私は友達と二人で、昨日、恐山に行った。友達と私のスケジュールを合わせると9月は3日と4日の二日しか休みが合わなかった。恐山は、私が行きたかったところ。友達は私に付き合ってくれた。伊丹空港から青森空港へ、そしてレンタカーを借りて下北半島で一泊。朝から恐山に登った。

青森まで行くのなら、もっとゆっくり行ったらいいのにと言われたが、そうやって先送りをしてできることなど何もない。たとえ一泊二日でも行けるときに行く。それが大事だ。かつて岩手県を日帰りした経験もあった。

私は、この看護師日記を書きながら、いろいろな死をみてきたということに改めて気づいた。そして、日本三大霊山といわれる恐山に行きたいと思うようになった。ちなみに日本三大霊山は、比叡山、高野山、恐山。比叡山と高野山は、関西にあるので何度か行ったことがある。

外輪山に囲まれ恐山菩提寺があり、三途の川にかけられた太鼓橋を渡って霊域に入る(現在工事中だった)。すぐに硫黄のにおいが鼻に飛び込んできて、修学旅行で行った別府温泉を思い出した。美しい極楽浜、硫黄臭にまみれた地獄谷、無間地獄、血の池地獄。白い河原には亡くなった幼い子を思い両親が積んだ石や、風車が風に吹かれカタカタとまわる。火山性のガスのせいだろうか、頭が痛くなってきたが、気分は爽快だった。大自然がつくりだした地形に価値を見出してきた歴史の中にただただポツンと立っているだけで、十分だった。来てよかった。

私は、「行きたい」と思うところに、行くことができている。見たいと思っていた光景が目の前にある。写真で見ていた光景の中に私がいる。嬉しい。感謝。

私は、「なりたい」と思うものに今からなることができる。「生きたい」という生き方で生きていけばいい。

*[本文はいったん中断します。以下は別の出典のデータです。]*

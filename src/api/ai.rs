/// AI endpoints and image upload
use crate::{
    ai::{InlineImage, SummarizeRequest},
    api::response::{json_body, ApiResponse},
    auth::AuthContext,
    context::AppContext,
    error::{ApiError, ApiResult},
    notes::{ListQuery, NoteImage},
};
use axum::{
    extract::{rejection::JsonRejection, Multipart, Query, State},
    response::IntoResponse,
    routing::{get, post},
    Json, Router,
};
use serde_json::json;
use std::collections::HashMap;

/// Build AI routes
pub fn routes() -> Router<AppContext> {
    Router::new()
        .route("/ai/summarize-text", post(summarize_text))
        .route("/ai/analyze-image", post(analyze_image))
        .route("/ai/upload-image", post(upload_image))
        .route("/ai/analysis-history", get(analysis_history))
}

/// File part of a multipart form
struct UploadedFile {
    data: Vec<u8>,
    mime_type: String,
    file_name: String,
}

/// Multipart form with one file field and plain text fields
struct UploadForm {
    image: Option<UploadedFile>,
    fields: HashMap<String, String>,
}

async fn read_form(mut multipart: Multipart, file_field: &str) -> ApiResult<UploadForm> {
    let mut form = UploadForm {
        image: None,
        fields: HashMap::new(),
    };

    while let Some(field) = multipart
        .next_field()
        .await
        .map_err(|e| ApiError::Validation(format!("Invalid multipart body: {}", e.body_text())))?
    {
        let name = field.name().unwrap_or_default().to_string();

        if name == file_field {
            let mime_type = field.content_type().unwrap_or_default().to_string();
            let file_name = field.file_name().unwrap_or("upload").to_string();
            let data = field
                .bytes()
                .await
                .map_err(|e| ApiError::Validation(format!("Failed to read upload: {}", e.body_text())))?;

            form.image = Some(UploadedFile {
                data: data.to_vec(),
                mime_type,
                file_name,
            });
        } else {
            let value = field
                .text()
                .await
                .map_err(|e| ApiError::Validation(format!("Failed to read field {}: {}", name, e.body_text())))?;
            form.fields.insert(name, value);
        }
    }

    Ok(form)
}

fn require_image(form: &mut UploadForm) -> ApiResult<UploadedFile> {
    form.image
        .take()
        .filter(|image| !image.data.is_empty())
        .ok_or_else(|| ApiError::Validation("No image file was sent".to_string()))
}

async fn summarize_text(
    State(ctx): State<AppContext>,
    _auth: AuthContext,
    payload: Result<Json<SummarizeRequest>, JsonRejection>,
) -> ApiResult<impl IntoResponse> {
    let summary = ctx.ai_service.summarize(json_body(payload)?).await?;
    Ok(ApiResponse::ok(summary))
}

async fn analyze_image(
    State(ctx): State<AppContext>,
    auth: AuthContext,
    multipart: Multipart,
) -> ApiResult<impl IntoResponse> {
    let mut form = read_form(multipart, "image").await?;
    let image = require_image(&mut form)?;

    let analysis = ctx
        .ai_service
        .analyze_image(
            &auth.account_id,
            InlineImage {
                mime_type: image.mime_type,
                data: image.data,
            },
            &image.file_name,
            form.fields.remove("userText"),
        )
        .await?;

    Ok(ApiResponse::ok(analysis))
}

/// Store an image for later attachment to a note
async fn upload_image(
    State(ctx): State<AppContext>,
    auth: AuthContext,
    multipart: Multipart,
) -> ApiResult<impl IntoResponse> {
    let mut form = read_form(multipart, "image").await?;
    let image = require_image(&mut form)?;

    let position = match form.fields.get("position").map(|p| p.trim()) {
        None | Some("") => None,
        Some(raw) => Some(raw.parse::<i64>().map_err(|_| {
            ApiError::Validation("position must be an integer".to_string())
        })?),
    };

    let stored = ctx
        .media_store
        .store(image.data, &image.mime_type, &image.file_name)
        .await?;

    tracing::info!(account = %auth.account_id, file = %stored.file_name, "Uploaded image");

    Ok(ApiResponse::created(NoteImage::from_stored(stored, position))
        .with_message("Image uploaded"))
}

async fn analysis_history(
    State(ctx): State<AppContext>,
    auth: AuthContext,
    Query(query): Query<ListQuery>,
) -> ApiResult<impl IntoResponse> {
    let page = ctx
        .ai_service
        .analysis_history(&auth.account_id, query.page_request()?)
        .await?;

    Ok(ApiResponse::ok(json!({
        "analyses": page.items,
        "pagination": page.pagination,
    })))
}
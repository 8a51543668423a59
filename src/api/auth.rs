/// Account endpoints: registration, login, profile and deletion
use crate::{
    account::{LoginRequest, RegisterRequest, UpdateProfileRequest},
    api::response::{json_body, ApiResponse},
    auth::AuthContext,
    context::AppContext,
    db::account::Profile,
    error::ApiResult,
};
use axum::{
    extract::{rejection::JsonRejection, State},
    response::IntoResponse,
    routing::{delete, get, post},
    Json, Router,
};

/// Build auth routes
pub fn routes() -> Router<AppContext> {
    Router::new()
        .route("/auth/register", post(register))
        .route("/auth/login", post(login))
        .route("/auth/profile", get(get_profile).put(update_profile))
        .route("/auth/account", delete(delete_account))
}

async fn register(
    State(ctx): State<AppContext>,
    payload: Result<Json<RegisterRequest>, JsonRejection>,
) -> ApiResult<impl IntoResponse> {
    let response = ctx.account_manager.register(json_body(payload)?).await?;
    Ok(ApiResponse::created(response).with_message("Registration successful"))
}

async fn login(
    State(ctx): State<AppContext>,
    payload: Result<Json<LoginRequest>, JsonRejection>,
) -> ApiResult<impl IntoResponse> {
    let response = ctx.account_manager.login(json_body(payload)?).await?;
    Ok(ApiResponse::ok(response).with_message("Login successful"))
}

async fn get_profile(
    State(ctx): State<AppContext>,
    auth: AuthContext,
) -> ApiResult<impl IntoResponse> {
    let account = ctx.account_manager.get_account(&auth.account_id).await?;
    Ok(ApiResponse::ok(Profile::from(account)))
}

async fn update_profile(
    State(ctx): State<AppContext>,
    auth: AuthContext,
    payload: Result<Json<UpdateProfileRequest>, JsonRejection>,
) -> ApiResult<impl IntoResponse> {
    let account = ctx
        .account_manager
        .update_profile(&auth.account_id, json_body(payload)?)
        .await?;
    Ok(ApiResponse::ok(Profile::from(account)).with_message("Profile updated"))
}

async fn delete_account(
    State(ctx): State<AppContext>,
    auth: AuthContext,
) -> ApiResult<impl IntoResponse> {
    ctx.account_manager.delete_account(&auth.account_id).await?;
    Ok(ApiResponse::message("Account and all associated data deleted"))
}
use crate::ai::SummaryLength;

pub fn summarize_prompt(text: &str, length: SummaryLength) -> String {
    let instruction = match length {
        SummaryLength::Short => "a very short summary of 2-3 sentences",
        SummaryLength::Medium => "a medium-length summary in a single paragraph",
        SummaryLength::Long => "a detailed summary of 2-3 paragraphs",
    };

    format!(
        r#"Summarize the following text as {instruction}.

Rules:
- Keep the main topics and the important points
- Leave out unnecessary detail
- Write fluently and clearly, in the language of the text
- Keep an objective tone
- Preserve the main message of the original

Text to summarize:
"{text}"

Answer ONLY with JSON in the following format:

{{
  "originalLength": {original_length},
  "summary": "the summary (string)",
  "keyPoints": ["key point 1", "key point 2", "key point 3"],
  "summaryLength": "{length}"
}}

Output only the requested JSON and nothing else."#,
        instruction = instruction,
        text = text,
        original_length = text.chars().count(),
        length = length.as_str(),
    )
}

pub fn image_analysis_prompt(user_text: &str) -> String {
    format!(
        r#"Analyze this image and give a detailed description guided by the user's request.

User's request: "{user_text}"

Rules:
- Describe what you see in detail
- Focus on the user's request
- Identify colors, objects, people and activities
- Comment on the composition
- If there is text, read it and explain it
- Comment on image quality and technical properties

Answer ONLY with JSON in the following format:

{{
  "description": "general description (string)",
  "detailedAnalysis": "analysis focused on the user's request (string)",
  "objects": ["object 1", "object 2"],
  "colors": ["color 1", "color 2"],
  "textInImage": "text found in the image, or an empty string",
  "mood": "overall atmosphere (string)",
  "technicalNotes": "resolution, quality and similar notes (string)"
}}

Output only the requested JSON and nothing else."#,
        user_text = user_text
    )
}
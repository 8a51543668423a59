/// Account database models
use chrono::{DateTime, Utc};
use serde::Serialize;
use sqlx::FromRow;

/// Account record in the database
#[derive(Debug, Clone, FromRow)]
pub struct Account {
    pub id: String,
    pub first_name: String,
    pub last_name: String,
    pub email: String,
    pub password_hash: String,
    pub created_at: DateTime<Utc>,
    pub updated_at: DateTime<Utc>,
}

/// Outward view of an account; never carries the credential
#[derive(Debug, Clone, Serialize)]
#[serde(rename_all = "camelCase")]
pub struct Profile {
    pub id: String,
    pub first_name: String,
    pub last_name: String,
    pub email: String,
    pub created_at: DateTime<Utc>,
    pub updated_at: DateTime<Utc>,
}

impl From<Account> for Profile {
    fn from(account: Account) -> Self {
        Self {
            id: account.id,
            first_name: account.first_name,
            last_name: account.last_name,
            email: account.email,
            created_at: account.created_at,
            updated_at: account.updated_at,
        }
    }
}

自分は自分のままでいい。

たくさんの命に向き合ってきた私は、たくさんの命に振り回されてきたのかもしれない。何をしていけばいいのかを見失ってきたかもしれない。これからもぐらつくかもしれない。両足を肩幅に合わせて、立つだけなのにぐらつくかもしれない。その時は、ぐらついているのがわからないぐらいに、あえて、身体をぐらぐらと存分に動かして真直ぐに静止してみようと思う。自分の体に自分をうまく入っていけるようにする。これが私が私に戻る対処方法だ。

これから何があっても、恐れることはないと感じた。

今日からまた日常生活が始まる。しかし、いつもと同じではない。「行きたい」と思うところに一歩一歩向かっている一日なのだ。